Chicken and Dumplings

Serves approx. 8. *Quick and easy hack: use left a store bought rotisserie chicken instead of roasting your own!

Soup:

  • 4 chicken breasts, skin on and bone-in 
  • 2 tbsp olive oil
  • 2 yellow onions, roughly chopped (optional replace 1 onion with 1 leek, cleaned and chopped)
  • 4 carrots, peeled and diced
  • 1 celery stalk, sliced into 1/4" pieces
  • 4-5 cloves of garlic, chopped
  • 1 tsp dried sage, chopped (if fresh, use 2 tsp) 
  • 1 tsp dried rosemary, chopped (if fresh, use 2 tsp)
  • 1 bay leaf
  • 2 quarts organic low sodium chicken broth or chicken bone broth (optional punch of flavor: when testing the soup flavor, add about a tbsp of chicken Better than Bouillon.)
  • 3 tbsp softened butter
  • 3 tbsp flour
  • 1 cup frozen tender white corn or 2 ears of fresh corn (kernels cut off of ear)
  • 1 cup frozen green peas
  • 1 cup chopped kale
  • Salt and Pepper to taste

Dumplings:

  • 2 cups flour
  • 2 1/2 tsp baking powder
  • 1 Tbsp sugar
  • 3/4 tsp salt
  • 4 tbsp butter
  • 1 cup milk

Preheat the oven to 350 degrees. Place the chicken breasts skin side up on a sheet pan.
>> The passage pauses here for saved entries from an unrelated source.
//! Cached Client
//!
//! Client wrapper that answers unary calls from the cache when it can and
//! records server-approved results when it cannot.

use std::sync::Arc;

use serde::de::DeserializeOwned;
use serde::Serialize;

use crate::cache::Cache;
use crate::error::Result;
use crate::rpc::{CallContext, Channel, UnaryResponse};

// == Cached Client ==
/// Wraps a [`Channel`] with a response cache.
///
/// Concurrent misses for the same request are not coalesced: each issues
/// its own call and the last store wins.
#[derive(Debug, Clone)]
pub struct CachedClient<C> {
    channel: C,
    cache: Arc<Cache>,
}

impl<C: Channel> CachedClient<C> {
    /// Wraps `channel` with a fresh unbounded cache.
    pub fn new(channel: C) -> Self {
        Self::with_cache(channel, Arc::new(Cache::new()))
    }

    /// Wraps `channel` with an existing, possibly shared, cache.
    pub fn with_cache(channel: C, cache: Arc<Cache>) -> Self {
        Self { channel, cache }
    }

    pub fn cache(&self) -> &Arc<Cache> {
        &self.cache
    }

    pub fn channel(&self) -> &C {
        &self.channel
    }

    // == Call ==
    /// Calls `method` with `request`, going through the cache.
    ///
    /// On a hit no call is made. On a miss the real call runs, any
    /// cache-control directive in its trailer is honored, and the real
    /// result is returned. Transport errors are returned unchanged and
    /// nothing is cached for them.
    pub async fn call<Req, Resp>(
        &self,
        ctx: &CallContext,
        method: &str,
        request: &Req,
    ) -> Result<Resp>
    where
        Req: Serialize + Sync + ?Sized,
        Resp: Serialize + DeserializeOwned,
    {
        if let Some(cached) = self.cache.get(ctx, method, request)? {
            return Ok(cached);
        }

        let response = self.invoke(ctx, method, request).await?;
        let result: Resp = serde_json::from_slice(&response.payload)?;
        self.cache
            .store(ctx, method, request, &result, &response.trailers)?;

        Ok(result)
    }

    /// Calls `method` without reading or writing the cache.
    pub async fn call_uncached<Req, Resp>(
        &self,
        ctx: &CallContext,
        method: &str,
        request: &Req,
    ) -> Result<Resp>
    where
        Req: Serialize + Sync + ?Sized,
        Resp: DeserializeOwned,
    {
        let response = self.invoke(ctx, method, request).await?;
        Ok(serde_json::from_slice(&response.payload)?)
    }

    async fn invoke<Req>(
        &self,
        ctx: &CallContext,
        method: &str,
        request: &Req,
    ) -> Result<UnaryResponse>
    where
        Req: Serialize + Sync + ?Sized,
    {
        let payload = serde_json::to_vec(request)?;
        Ok(self.channel.unary(ctx, method, payload).await?)
    }
}

#[cfg(test)]
mod tests {
    use super::*;
    use crate::control::{CacheControl, MAX_AGE_KEY};
    use crate::error::CacheError;
    use crate::rpc::{Code, Metadata, Status};
    use serde::Deserialize;
    use std::future::Future;
    use std::sync::atomic::{AtomicUsize, Ordering};
    use std::sync::Mutex;
    use std::time::Duration;

    #[derive(Debug, Clone, Serialize, Deserialize, PartialEq)]
    struct Op {
        a: i64,
    }

    #[derive(Debug, Clone, Serialize, Deserialize, PartialEq)]
    struct Res {
        x: i64,
    }

    /// Channel that echoes `a` back as `x` with a scripted trailer.
    #[derive(Default)]
    struct ScriptedChannel {
        calls: AtomicUsize,
        trailer: Mutex<Metadata>,
        fail: Mutex<Option<Status>>,
    }

    impl ScriptedChannel {
        fn with_max_age(max_age: Duration) -> Self {
            let channel = Self::default();
            channel.set_max_age(max_age);
            channel
        }

        fn set_max_age(&self, max_age: Duration) {
            let mut trailer = Metadata::new();
            CacheControl::new(max_age).write_to(&mut trailer);
            *self.trailer.lock().unwrap() = trailer;
        }

        fn calls(&self) -> usize {
            self.calls.load(Ordering::SeqCst)
        }
    }

    impl Channel for ScriptedChannel {
        fn unary(
            &self,
            _ctx: &CallContext,
            _method: &str,
            payload: Vec<u8>,
        ) -> impl Future<Output = std::result::Result<UnaryResponse, Status>> + Send {
            self.calls.fetch_add(1, Ordering::SeqCst);
            let outcome = match self.fail.lock().unwrap().clone() {
                Some(status) => Err(status),
                None => {
                    let op: Op = serde_json::from_slice(&payload).unwrap();
                    Ok(UnaryResponse {
                        payload: serde_json::to_vec(&Res { x: op.a }).unwrap(),
                        trailers: self.trailer.lock().unwrap().clone(),
                    })
                }
            };
            async move { outcome }
        }
    }

    #[tokio::test]
    async fn test_miss_then_hit() {
        let client = CachedClient::new(ScriptedChannel::with_max_age(Duration::from_secs(60)));
        let ctx = CallContext::new();

        let first: Res = client.call(&ctx, "Svc.Get", &Op { a: 1 }).await.unwrap();
        let second: Res = client.call(&ctx, "Svc.Get", &Op { a: 1 }).await.unwrap();

        assert_eq!(first, Res { x: 1 });
        assert_eq!(second, first);
        assert_eq!(client.channel().calls(), 1);
        assert_eq!(client.cache().stats().hits, 1);
    }

    #[tokio::test]
    async fn test_no_directive_is_not_cached() {
        let client = CachedClient::new(ScriptedChannel::default());
        let ctx = CallContext::new();

        for _ in 0..3 {
            let _: Res = client.call(&ctx, "Svc.Get", &Op { a: 1 }).await.unwrap();
        }
        assert_eq!(client.channel().calls(), 3);
        assert!(client.cache().is_empty());
    }

    #[tokio::test]
    async fn test_transport_error_propagates_unchanged() {
        let channel = ScriptedChannel::with_max_age(Duration::from_secs(60));
        *channel.fail.lock().unwrap() = Some(Status::unavailable("backend down"));
        let client = CachedClient::new(channel);

        let err = client
            .call::<_, Res>(&CallContext::new(), "Svc.Get", &Op { a: 1 })
            .await
            .unwrap_err();

        match err {
            CacheError::Transport(status) => {
                assert_eq!(status.code(), Code::Unavailable);
                assert_eq!(status.message(), "backend down");
            }
            other => panic!("unexpected error: {:?}", other),
        }
        assert!(client.cache().is_empty());
    }

    #[tokio::test]
    async fn test_malformed_directive_fails_call() {
        let channel = ScriptedChannel::default();
        *channel.trailer.lock().unwrap() = [(MAX_AGE_KEY, "eventually")].into_iter().collect();
        let client = CachedClient::new(channel);

        let err = client
            .call::<_, Res>(&CallContext::new(), "Svc.Get", &Op { a: 1 })
            .await
            .unwrap_err();
        assert!(matches!(err, CacheError::Protocol(_)));
    }

    #[tokio::test]
    async fn test_call_uncached_bypasses_cache() {
        let client = CachedClient::new(ScriptedChannel::with_max_age(Duration::from_secs(60)));
        let ctx = CallContext::new();

        let _: Res = client.call(&ctx, "Svc.Get", &Op { a: 1 }).await.unwrap();
        let res: Res = client
            .call_uncached(&ctx, "Svc.Get", &Op { a: 1 })
            .await
            .unwrap();

        assert_eq!(res, Res { x: 1 });
        assert_eq!(client.channel().calls(), 2);
        assert_eq!(client.cache().stats().hits, 0);
    }

    #[tokio::test]
    async fn test_shared_cache_and_clear() {
        let cache = Arc::new(Cache::new());
        let client = CachedClient::with_cache(
            ScriptedChannel::with_max_age(Duration::from_secs(60)),
            Arc::clone(&cache),
        );
        let ctx = CallContext::new();

        let _: Res = client.call(&ctx, "Svc.Get", &Op { a: 1 }).await.unwrap();
        assert_eq!(cache.len(), 1);

        cache.clear();
        let _: Res = client.call(&ctx, "Svc.Get", &Op { a: 1 }).await.unwrap();
        assert_eq!(client.channel().calls(), 2);
    }

    #[tokio::test]
    async fn test_directive_change_applies_to_next_store() {
        let client = CachedClient::new(ScriptedChannel::with_max_age(Duration::from_millis(40)));
        let ctx = CallContext::new();

        let _: Res = client.call(&ctx, "Svc.Get", &Op { a: 1 }).await.unwrap();
        tokio::time::sleep(Duration::from_millis(60)).await;

        client.channel().set_max_age(Duration::ZERO);
        let _: Res = client.call(&ctx, "Svc.Get", &Op { a: 1 }).await.unwrap();
        let _: Res = client.call(&ctx, "Svc.Get", &Op { a: 1 }).await.unwrap();

        assert_eq!(client.channel().calls(), 3);
        assert!(client.cache().is_empty());
    }
}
Rub with olive oil and salt and pepper, and roast for 35 - 40 minutes, until done. When the chicken is cool, discard the skin and bones, and shred the meat. Cover and set aside.
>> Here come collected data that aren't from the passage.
//! HTTP surface: the OpenAI-compatible client router and the admin router,
//! served on separate ports. Tracing and request-id middleware are attached
//! in `main`.

pub mod admin;
pub mod admin_auth;
pub mod client;
pub mod health;
pub mod request_id;

use std::sync::Arc;

use axum::{
    middleware,
    routing::{get, post},
    Router,
};

use crate::state::AppState;

/// Router for the OpenAI-compatible client port.
pub fn client_router(state: Arc<AppState>) -> Router {
    Router::new()
        .route("/healthz", get(health::healthz))
        .route("/v1/models", get(client::list_models))
        .route("/v1/chat/completions", post(client::chat_completions))
        .route("/v1/responses", post(client::responses))
        .with_state(state)
}

/// Router for the admin port. Everything under `/admin` sits behind the
/// bearer-token middleware; the health probe does not.
pub fn admin_router(state: Arc<AppState>) -> Router {
    let admin_routes = Router::new()
        .route(
            "/admin/tokens",
            get(admin::list_tokens)
                .post(admin::add_token)
                .put(admin::update_token)
                .delete(admin::delete_token),
        )
        .route("/admin/tokens/refresh", post(admin::refresh_token))
        .route("/admin/tokens/reload", post(admin::reload_tokens))
        .route("/admin/rotation", get(admin::get_rotation).put(admin::set_rotation))
        .route("/admin/quotas", get(admin::quotas))
        .route("/admin/oauth/url", get(admin::oauth_url))
        .route("/admin/oauth/exchange", post(admin::oauth_exchange))
        .route("/admin/config/reload", post(admin::reload_config))
        .route("/admin/health", get(admin::health))
        .layer(middleware::from_fn_with_state(
            Arc::clone(&state),
            admin_auth::require_admin_token,
        ));

    Router::new()
        .route("/healthz", get(health::healthz))
        .merge(admin_routes)
        .with_state(state)
}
Pour the olive oil in a large pot and cook the onions (and leek if added) over medium heat for about 5 minutes until soft. Add the carrots and celery and sweat them for another 5-8 minutes. Add the garlic, sage, rosemary, bay leaf and chicken broth and bring it up to a simmer for 15-20 min until veggies (especially the carrots) are softened. 

Once the veggies are softened, in a small bowl, mix the butter and flour into a paste with your hands or a spoon. Add the paste to the soup over medium heat stir until the soup thickens a bit. Taste and see if you need to punch up the flavor with salt and pepper, or Better than Bouillon. Remove the bay leaf. Now add the corn, peas, kale and shredded chicken to the pot and heat all to a simmer.

For the dumplings, mix the dry ingredients and then cut in the butter to be a fine crumbly mixture. Add milk and stir just until combined. This should be a wet biscuit dough as opposed to your typical dryer biscuit dough. Drop the dough by large spoonfuls on top of the simmering soup. Cook uncovered for 10 minutes and then cover and cook 10 minutes longer. The dumplings will resemble drop biscuits. When you check after the covered 10 minutes, you may need to cover and cook a bit longer to insure you don’t have raw dough. Serve each bowl of the soup with one or two dumplings.